- Aim of the exercise -
Reproduce the entries. Match every word.

Stored data entries:
^^^^^^^^^^^^^^^^
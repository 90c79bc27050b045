//! Error types for web handlers.
//!
//! [`AppError`] bridges the domain taxonomy ([`ArenaError`]) and HTTP. Every
//! error renders as the platform envelope:
//!
//! ```json
//! { "success": false, "error": "Cart is empty", "code": "VALIDATION_ERROR" }
//! ```

use arena_core::ArenaError;
use axum::{
    Json,
    http::StatusCode,
    response::{IntoResponse, Response},
};
use serde::Serialize;
use std::fmt;

/// Message shown to clients for every 5xx.
const INTERNAL_MESSAGE: &str = "An internal error occurred";

/// Application error type for web handlers.
///
/// Carries the status, a stable machine-readable code, a client-facing
/// message and, for server errors, the underlying cause (logged, never
/// returned).
#[derive(Debug)]
pub struct AppError {
    status: StatusCode,
    message: String,
    code: &'static str,
    source: Option<anyhow::Error>,
}

impl AppError {
    /// Create a new application error.
    #[must_use]
    pub fn new(status: StatusCode, message: impl Into<String>, code: &'static str) -> Self {
        Self {
            status,
            message: message.into(),
            code,
            source: None,
        }
    }

    /// Attach the underlying cause.
    #[must_use]
    pub fn with_source(mut self, source: impl Into<anyhow::Error>) -> Self {
        self.source = Some(source.into());
        self
    }

    /// 400, malformed or rejected input.
    #[must_use]
    pub fn validation(message: impl Into<String>) -> Self {
        Self::new(StatusCode::BAD_REQUEST, message, "VALIDATION_ERROR")
    }

    /// 401, missing or invalid session.
    #[must_use]
    pub fn unauthorized(message: impl Into<String>) -> Self {
        Self::new(StatusCode::UNAUTHORIZED, message, "UNAUTHORIZED")
    }

    /// 403, authenticated but not allowed.
    #[must_use]
    pub fn forbidden(message: impl Into<String>) -> Self {
        Self::new(StatusCode::FORBIDDEN, message, "FORBIDDEN")
    }

    /// 404.
    #[must_use]
    pub fn not_found(resource: impl fmt::Display, id: impl fmt::Display) -> Self {
        Self::new(
            StatusCode::NOT_FOUND,
            format!("{resource} {id} not found"),
            "NOT_FOUND",
        )
    }

    /// 409.
    #[must_use]
    pub fn conflict(message: impl Into<String>) -> Self {
        Self::new(StatusCode::CONFLICT, message, "CONFLICT")
    }

    /// 429.
    #[must_use]
    pub fn too_many_requests(message: impl Into<String>) -> Self {
        Self::new(StatusCode::TOO_MANY_REQUESTS, message, "RATE_LIMITED")
    }

    /// 500. `message` is logged; clients get a generic message.
    #[must_use]
    pub fn internal(message: impl Into<String>) -> Self {
        Self::new(
            StatusCode::INTERNAL_SERVER_ERROR,
            message,
            "INTERNAL_SERVER_ERROR",
        )
    }

    /// 503.
    #[must_use]
    pub fn unavailable(message: impl Into<String>) -> Self {
        Self::new(StatusCode::SERVICE_UNAVAILABLE, message, "SERVICE_UNAVAILABLE")
    }

    /// HTTP status.
    #[must_use]
    pub const fn status(&self) -> StatusCode {
        self.status
    }

    /// Machine-readable code.
    #[must_use]
    pub const fn code(&self) -> &'static str {
        self.code
    }

    /// Message as logged.
    #[must_use]
    pub fn message(&self) -> &str {
        &self.message
    }
}

impl fmt::Display for AppError {
    fn fmt(&self, f: &mut fmt::Formatter<'_>) -> fmt::Result {
        write!(f, "[{}] {}", self.code, self.message)
    }
}

impl std::error::Error for AppError {
    fn source(&self) -> Option<&(dyn std::error::Error + 'static)> {
        self.source
            .as_ref()
            .map(|e| e.as_ref() as &(dyn std::error::Error + 'static))
    }
}

/// Error envelope (JSON).
#[derive(Debug, Serialize)]
struct ErrorBody {
    success: bool,
    error: String,
    code: &'static str,
}

impl IntoResponse for AppError {
    fn into_response(self) -> Response {
        let error = if self.status.is_server_error() {
            match &self.source {
                Some(source) => tracing::error!(
                    status = %self.status,
                    code = self.code,
                    message = %self.message,
                    error = ?source,
                    "Internal server error"
                ),
                None => tracing::error!(
                    status = %self.status,
                    code = self.code,
                    message = %self.message,
                    "Internal server error"
                ),
            }
            INTERNAL_MESSAGE.to_string()
        } else {
            self.message
        };

        let body = ErrorBody {
            success: false,
            error,
            code: self.code,
        };

        (self.status, Json(body)).into_response()
    }
}

impl From<ArenaError> for AppError {
    fn from(err: ArenaError) -> Self {
        match err {
            ArenaError::Validation(message) => Self::validation(message),
            ArenaError::Unauthorized(message) => Self::unauthorized(message),
            ArenaError::Forbidden(message) => Self::forbidden(message),
            ArenaError::NotFound { entity, id } => Self::not_found(entity, id),
            ArenaError::Conflict(message) => Self::conflict(message),
            ArenaError::Internal { message, source } => {
                let error = Self::internal(message);
                match source {
                    Some(source) => error.with_source(anyhow::anyhow!(source)),
                    None => error,
                }
            }
        }
    }
}

impl From<anyhow::Error> for AppError {
    fn from(err: anyhow::Error) -> Self {
        Self::internal(INTERNAL_MESSAGE).with_source(err)
    }
}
^^^^^^^^^^^^^^^^
- Task solution -
repository 90c79bc27050b045
//! Error types for web handlers.
//!
//! [`AppError`] bridges the domain taxonomy ([`ArenaError`]) and HTTP. Every
//! error renders as the platform envelope:
//!
//! ```json
//! { "success": false, "error": "Cart is empty", "code": "VALIDATION_ERROR" }
//! ```

use arena_core::ArenaError;
use axum::{
    Json,
    http::StatusCode,
    response::{IntoResponse, Response},
};
use serde::Serialize;
use std::fmt;

/// Message shown to clients for every 5xx.
const INTERNAL_MESSAGE: &str = "An internal error occurred";

/// Application error type for web handlers.
///
/// Carries the status, a stable machine-readable code, a client-facing
/// message and, for server errors, the underlying cause (logged, never
/// returned).
#[derive(Debug)]
pub struct AppError {
    status: StatusCode,
    message: String,
    code: &'static str,
    source: Option<anyhow::Error>,
}

impl AppError {
    /// Create a new application error.
    #[must_use]
    pub fn new(status: StatusCode, message: impl Into<String>, code: &'static str) -> Self {
        Self {
            status,
            message: message.into(),
            code,
            source: None,
        }
    }

    /// Attach the underlying cause.
    #[must_use]
    pub fn with_source(mut self, source: impl Into<anyhow::Error>) -> Self {
        self.source = Some(source.into());
        self
    }

    /// 400, malformed or rejected input.
    #[must_use]
    pub fn validation(message: impl Into<String>) -> Self {
        Self::new(StatusCode::BAD_REQUEST, message, "VALIDATION_ERROR")
    }

    /// 401, missing or invalid session.
    #[must_use]
    pub fn unauthorized(message: impl Into<String>) -> Self {
        Self::new(StatusCode::UNAUTHORIZED, message, "UNAUTHORIZED")
    }

    /// 403, authenticated but not allowed.
    #[must_use]
    pub fn forbidden(message: impl Into<String>) -> Self {
        Self::new(StatusCode::FORBIDDEN, message, "FORBIDDEN")
    }

    /// 404.
    #[must_use]
    pub fn not_found(resource: impl fmt::Display, id: impl fmt::Display) -> Self {
        Self::new(
            StatusCode::NOT_FOUND,
            format!("{resource} {id} not found"),
            "NOT_FOUND",
        )
    }

    /// 409.
    #[must_use]
    pub fn conflict(message: impl Into<String>) -> Self {
        Self::new(StatusCode::CONFLICT, message, "CONFLICT")
    }

    /// 429.
    #[must_use]
    pub fn too_many_requests(message: impl Into<String>) -> Self {
        Self::new(StatusCode::TOO_MANY_REQUESTS, message, "RATE_LIMITED")
    }

    /// 500. `message` is logged; clients get a generic message.
    #[must_use]
    pub fn internal(message: impl Into<String>) -> Self {
        Self::new(
            StatusCode::INTERNAL_SERVER_ERROR,
            message,
            "INTERNAL_SERVER_ERROR",
        )
    }

    /// 503.
    #[must_use]
    pub fn unavailable(message: impl Into<String>) -> Self {
        Self::new(StatusCode::SERVICE_UNAVAILABLE, message, "SERVICE_UNAVAILABLE")
    }

    /// HTTP status.
    #[must_use]
    pub const fn status(&self) -> StatusCode {
        self.status
    }

    /// Machine-readable code.
    #[must_use]
    pub const fn code(&self) -> &'static str {
        self.code
    }

    /// Message as logged.
    #[must_use]
    pub fn message(&self) -> &str {
        &self.message
    }
}

impl fmt::Display for AppError {
    fn fmt(&self, f: &mut fmt::Formatter<'_>) -> fmt::Result {
        write!(f, "[{}] {}", self.code, self.message)
    }
}

impl std::error::Error for AppError {
    fn source(&self) -> Option<&(dyn std::error::Error + 'static)> {
        self.source
            .as_ref()
            .map(|e| e.as_ref() as &(dyn std::error::Error + 'static))
    }
}

/// Error envelope (JSON).
#[derive(Debug, Serialize)]
struct ErrorBody {
    success: bool,
    error: String,
    code: &'static str,
}

impl IntoResponse for AppError {
    fn into_response(self) -> Response {
        let error = if self.status.is_server_error() {
            match &self.source {
                Some(source) => tracing::error!(
                    status = %self.status,
                    code = self.code,
                    message = %self.message,
                    error = ?source,
                    "Internal server error"
                ),
                None => tracing::error!(
                    status = %self.status,
                    code = self.code,
                    message = %self.message,
                    "Internal server error"
                ),
            }
            INTERNAL_MESSAGE.to_string()
        } else {
            self.message
        };

        let body = ErrorBody {
            success: false,
            error,
            code: self.code,
        };

        (self.status, Json(body)).into_response()
    }
}

impl From<ArenaError> for AppError {
    fn from(err: ArenaError) -> Self {
        match err {
            ArenaError::Validation(message) => Self::validation(message),
            ArenaError::Unauthorized(message) => Self::unauthorized(message),
            ArenaError::Forbidden(message) => Self::forbidden(message),
            ArenaError::NotFound { entity, id } => Self::not_found(entity, id),
            ArenaError::Conflict(message) => Self::conflict(message),
            ArenaError::Internal { message, source } => {
                let error = Self::internal(message);
                match source {
                    Some(source) => error.with_source(anyhow::anyhow!(source)),
                    None => error,
                }
            }
        }
    }
}

impl From<anyhow::Error> for AppError {
    fn from(err: anyhow::Error) -> Self {
        Self::internal(INTERNAL_MESSAGE).with_source(err)
    }
}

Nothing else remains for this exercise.